Vergesst es: Paul Atreidis ist kein Held

I had this theory that superheroes were disastrous for humans, that even if you postulated an infallible hero, the things this hero set in motion fell eventually into the hands of fallible mortals" (Frank Herbert).

Dies gehört gehört zu den Kernaussagen in Herberts Erzählkosmos: Paul ist kein Held. Selbst unfehlbares Wissen bewahrt einen Messias nicht davor, im schlimmsten Fall ganze Zivilisationen zu zerstören Der einzige männliche Überlebende, der bei den Fremen „Lisan al-Gaib“ (Mahdi) heißt, sich selbst „Muad’Dib“ nennt und nach einigen Monaten von den Fremen als Mahdi gefeiert wird, weiß sogar, dass er einen beispiellosen Genozid auslösen wird, der in seinem Namen geführt wird. Dies schärft aber nicht sein Urteilsvermögen. Denn noch schwebt diese Vision als Konjunktiv über Paul, denn Frank Herberts Kosmos ist nicht deterministisch. Aber in den meisten Visionen einer möglichen Zukunft erkennt Paul, dass er zum größten Schlächter aller Zeiten werden wird, wenn die Fremen in seinem Namen in den Krieg ziehen. Er wird, besser gesagt: kann es trotzdem nicht verhindern. Und nimmt die Schuld an: Hitler "killed more than six million. Pretty good for those days. (…) I've killed sixty-one billion, sterilized ninety planets, completely demoralized five hundred others. I've wiped out the followers of forty religions..."
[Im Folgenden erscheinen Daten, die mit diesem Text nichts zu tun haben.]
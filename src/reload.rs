//! Browser notifications emitted by stages.
//!
//! Stages report what they changed through a [`Notifier`]. One-shot builds use
//! [`NullNotifier`]; the dev server uses a [`ReloadHub`], which fans events out
//! to every connected browser over a broadcast channel.
//!
//! | Call | Event | Browser reaction |
//! |---|---|---|
//! | `reload()` | [`ReloadEvent::Reload`] | full page reload |
//! | `inject(paths)`, all stylesheets | [`ReloadEvent::Inject`] | swap `<link>` hrefs in place |
//! | `inject(paths)`, anything else | [`ReloadEvent::Reload`] | full page reload |
//! | `notify(msg)` | [`ReloadEvent::Notify`] | banner, only if enabled |

use serde::Serialize;
use std::path::{Path, PathBuf};
use tokio::sync::broadcast;
use tracing::debug;

/// Buffered events per subscriber before slow browsers start lagging.
const CHANNEL_CAPACITY: usize = 64;

/// Message pushed to connected browsers, serialized as JSON.
#[derive(Debug, Clone, PartialEq, Eq, Serialize)]
#[serde(tag = "type", rename_all = "snake_case")]
pub enum ReloadEvent {
    Reload,
    /// URL paths of stylesheets that changed.
    Inject { paths: Vec<String> },
    Notify { message: String },
}

pub trait Notifier: Send + Sync {
    /// Ask browsers for a full page reload.
    fn reload(&self);

    /// Report output files that changed.
    fn inject(&self, paths: &[PathBuf]);

    /// Show a short message in the browser.
    fn notify(&self, message: &str);
}

/// Discards every notification.
#[derive(Debug, Clone, Copy, Default)]
pub struct NullNotifier;

impl Notifier for NullNotifier {
    fn reload(&self) {}
    fn inject(&self, _paths: &[PathBuf]) {}
    fn notify(&self, _message: &str) {}
}

/// Broadcasts [`ReloadEvent`]s to every subscribed browser connection.
#[derive(Debug, Clone)]
pub struct ReloadHub {
    tx: broadcast::Sender<ReloadEvent>,
    output_root: PathBuf,
    show_notifications: bool,
}

impl ReloadHub {
    pub fn new(output_root: impl Into<PathBuf>, show_notifications: bool) -> Self {
        let (tx, _) = broadcast::channel(CHANNEL_CAPACITY);
        Self {
            tx,
            output_root: output_root.into(),
            show_notifications,
        }
    }

    pub fn subscribe(&self) -> broadcast::Receiver<ReloadEvent> {
        self.tx.subscribe()
    }

    pub fn output_root(&self) -> &Path {
        &self.output_root
    }

    fn send(&self, event: ReloadEvent) {
        // No browser connected yet; nothing to do.
        if let Err(broadcast::error::SendError(event)) = self.tx.send(event) {
            debug!(?event, "no reload subscribers");
        }
    }

    /// Decide how browsers should react to a set of changed output files.
    ///
    /// Returns `None` when nothing under the output root changed.
    pub fn event_for(&self, paths: &[PathBuf]) -> Option<ReloadEvent> {
        let urls: Vec<String> = paths
            .iter()
            .filter_map(|p| url_path(&self.output_root, p))
            .collect();
        if urls.is_empty() {
            return None;
        }
        if urls.iter().all(|u| u.ends_with(".css")) {
            Some(ReloadEvent::Inject { paths: urls })
        } else {
            Some(ReloadEvent::Reload)
        }
    }
}

impl Notifier for ReloadHub {
    fn reload(&self) {
        self.send(ReloadEvent::Reload);
    }

    fn inject(&self, paths: &[PathBuf]) {
        if let Some(event) = self.event_for(paths) {
            self.send(event);
        }
    }

    fn notify(&self, message: &str) {
        if self.show_notifications {
            self.send(ReloadEvent::Notify {
                message: message.to_string(),
            });
        }
    }
}

/// Map a file under `root` to its URL path (`dist/css/main.css` → `/css/main.css`).
fn url_path(root: &Path, path: &Path) -> Option<String> {
    let relative = path.strip_prefix(root).ok()?;
    let parts: Vec<String> = relative
        .components()
        .map(|c| c.as_os_str().to_string_lossy().into_owned())
        .collect();
    if parts.is_empty() {
        return None;
    }
    Some(format!("/{}", parts.join("/")))
}
//! Pure calculation functions for image dimensions.
//!
//! All functions here are pure and testable without any I/O or images.

/// Calculate the output size of one responsive variant.
///
/// The width is the target width, or the original width when
/// `without_enlargement` is set and the target is wider than the original.
/// The height keeps the original aspect ratio and never drops below 1.
///
/// # Examples
/// ```
/// # use site_pipeline::imaging::calculate_variant_dimensions;
/// assert_eq!(calculate_variant_dimensions((4000, 3000), 1170, true), (1170, 878));
/// assert_eq!(calculate_variant_dimensions((800, 600), 2340, true), (800, 600));
/// ```
pub fn calculate_variant_dimensions(
    original: (u32, u32),
    target_width: u32,
    without_enlargement: bool,
) -> (u32, u32) {
    let (orig_w, orig_h) = original;
    let width = if without_enlargement {
        target_width.min(orig_w)
    } else {
        target_width
    };
    if orig_w == 0 {
        return (width, orig_h);
    }
    let height = (orig_h as f64 * width as f64 / orig_w as f64).round() as u32;
    (width, height.max(1))
}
Timothée Chalamet spielt dies bislang hervorragend. Er legt seine Figur dissoziativ an, als mitreißenden Führer, dann wieder als Figur, die mehr Hamlet ähnelt, Shakespeares melancholischen Zweifler. Vor diesem tragischen Hintergrund ist - ironisch betrachtet - Stilgar die heimliche Hauptfigur in „Dune – Part Two“. Er ist der Prototyp eines religiösen Fundamentalisten, den keine Zweifel plagen und der genau weiß, was zu tun ist, als ihm Paul als Mahdi den Befehl gibt: „Führe sie ins Paradies!“

Diese Verwendung religiöser Themen ist keine Schwachstelle des Films, aber ein Problem. Bücher und Filme bieten einen Kontext an, der unterschiedliche Deutungen zulässt, wenn formale und inhaltliche Attribute richtig beschrieben werden. Beispiel: Eine falsche Beschreibung würde behaupten, dass die beiden „Dune“-Filme uns davon überzeugen sollen, dass nur der Dschihad eines übermenschlichen Erlösers die verderbte Menschheit retten kann.
Das ist sicher überspitzt, aber weltanschauliche und religiöse Projektionen sind gar nicht so selten, besonders in unseren Zeiten, in denen ein globaler Kulturkampf für permanente Erregungszustände sorgt. So regten sich islamische Journalisten über Villeneuves Film auf -
und zwar wegen kultureller Aneignung. Dies funktioniert nur, wenn man die Fremen der islamisch-arabischen Kultur zuordnet. Jüdische Medien haben ganz andere Probleme. Für sie sind die Fremen erkennbar Juden, die leider nicht vorurteilsfrei dargestellt werden. Beides sind moderate Versuche, eine völlig andere Debatte in einer Filmkritik fortzusetzen. Bitte setzen, falsches Thema! 

Es gibt natürlich immer wieder Strategien, mit denen versucht wird, sich eine Deutungshoheit zu verschaffen. So hat man ein ungutes Gefühl, wenn Begriffe wie Mahdi (im Islam kein unumstrittener Begriff), Jihad und Paradies für eine abstruse Interpretation eines Films sorgen können, etwa dann, wenn der Freiheitskampf der Fremen von einigen Zuschauer auf eine Weise glorifiziert wird, die Schlimmes erwarten lässt. Diese radikalen Lesarten erinnern daran, dass Tolkiens Bücher sowohl von Hippies als auch von Rechtsextremisten mit Begeisterung gelesen wurden.

Grundsätzlich sind darartige Projektionen in Serien, Filme und fiktionalen Bücher nie ganz zu vermeiden. Woke Verbote sind aber keine Lösung, weil sie grundsätzlich die Gleichberechtigung unterschiedlicher Meinungen nicht tolerieren. Genau wie die religiösen Ideologen es tun. Man darf also gespannt sein, wie Denis Villeneuve die äußerst komplizierte Geschichte der Folgeromane erzählen will. Hält er sich eng an die Romane, dann werden sich die meisten Zuschauer auf einige heftige Schockmomente einstellen müssen.

Noten: BigDoc = 2,5, Melonie: 3, Klawer = 4,5

Dune – Part Two – USA 2024 – nach dem Roman “Dune” von Frank Herbert – Regie: Dernis Villeneuve – Buch: Denis Villeneuve, Jon Spaihts – Kamera: Greig Fraser – Musik: Hans Zimmer – Laufzeit: 166 Minuten – FSK: ab 12 Jahren – Darsteller: Timothée Chalamet, Zendaya, Rebecca Ferguson, Javier Bardem, Josh Brolin, Austin Butler, Dave Bautista, Christopher Walken, Stellan Skarsgard.